(Data excerpts)
+ + + + + + +

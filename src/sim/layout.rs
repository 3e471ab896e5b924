//! Ring layout: evenly spaced angular slots

use std::f32::consts::TAU;

use crate::consts::START_ANGLE;

/// Slot angles for `n` orbs starting at [`START_ANGLE`]
pub fn layout_angles(n: usize) -> Vec<f32> {
    layout_angles_from(n, START_ANGLE)
}

/// Slot angles for `n` orbs, slot 0 at `start`
pub fn layout_angles_from(n: usize, start: f32) -> Vec<f32> {
    let denom = n.max(1) as f32;
    (0..n).map(|i| (i as f32 / denom) * TAU + start).collect()
}
//! Trail and color shaping for the pulse and orbs

use glam::Vec2;

use super::TrailSegment;

/// Base orb fill (RGB)
pub const ORB_BASE_COLOR: [f32; 3] = [200.0, 100.0, 100.0];
/// Fill at full glow (RGB)
pub const ORB_GLOW_COLOR: [f32; 3] = [255.0, 214.0, 150.0];

/// Blend the orb fill toward the highlight by `glow`
pub fn orb_color(glow: f32) -> [u8; 3] {
    let g = glow.clamp(0.0, 1.0);
    let mut rgb = [0u8; 3];
    for (out, (base, hot)) in rgb
        .iter_mut()
        .zip(ORB_BASE_COLOR.iter().zip(ORB_GLOW_COLOR.iter()))
    {
        *out = (base + (hot - base) * g).round() as u8;
    }
    rgb
}

/// Connect trail points (oldest first) into segments that fade in toward the head
pub fn trail_segments(points: &[Vec2]) -> Vec<TrailSegment> {
    if points.len() < 2 {
        return Vec::new();
    }

    let n = (points.len() - 1) as f32;
    points
        .windows(2)
        .enumerate()
        .map(|(i, pair)| TrailSegment {
            from: pair[0],
            to: pair[1],
            alpha: (i + 1) as f32 / n,
        })
        .collect()
}

#[cfg(test)]
mod tests {
    use super::*;

    #[test]
    fn test_orb_color_endpoints() {
        assert_eq!(orb_color(0.0), [200, 100, 100]);
        assert_eq!(orb_color(1.0), [255, 214, 150]);
        assert_eq!(orb_color(4.0), orb_color(1.0));
    }

    #[test]
    fn test_trail_alpha_increases_to_head() {
        let points: Vec<Vec2> = (0..5).map(|i| Vec2::new(i as f32, 0.0)).collect();
        let segs = trail_segments(&points);
        assert_eq!(segs.len(), 4);
        assert!(segs.windows(2).all(|w| w[0].alpha < w[1].alpha));
        assert_eq!(segs[3].alpha, 1.0);
        assert_eq!(segs[3].to, Vec2::new(4.0, 0.0));
    }

    #[test]
    fn test_trail_needs_two_points() {
        assert!(trail_segments(&[]).is_empty());
        assert!(trail_segments(&[Vec2::ZERO]).is_empty());
    }
}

+ + + + + + +

What to do:
Could you set down, exactly as written, the lines above between the one holding "return Vec::new();" and the one holding "assert_eq!(segs.len(), 4);", inclusive, and nothing more?

Final answer:
        return Vec::new();
    }

    let n = (points.len() - 1) as f32;
    points
        .windows(2)
        .enumerate()
        .map(|(i, pair)| TrailSegment {
            from: pair[0],
            to: pair[1],
            alpha: (i + 1) as f32 / n,
        })
        .collect()
}

#[cfg(test)]
mod tests {
    use super::*;

    #[test]
    fn test_orb_color_endpoints() {
        assert_eq!(orb_color(0.0), [200, 100, 100]);
        assert_eq!(orb_color(1.0), [255, 214, 150]);
        assert_eq!(orb_color(4.0), orb_color(1.0));
    }

    #[test]
    fn test_trail_alpha_increases_to_head() {
        let points: Vec<Vec2> = (0..5).map(|i| Vec2::new(i as f32, 0.0)).collect();
        let segs = trail_segments(&points);
        assert_eq!(segs.len(), 4);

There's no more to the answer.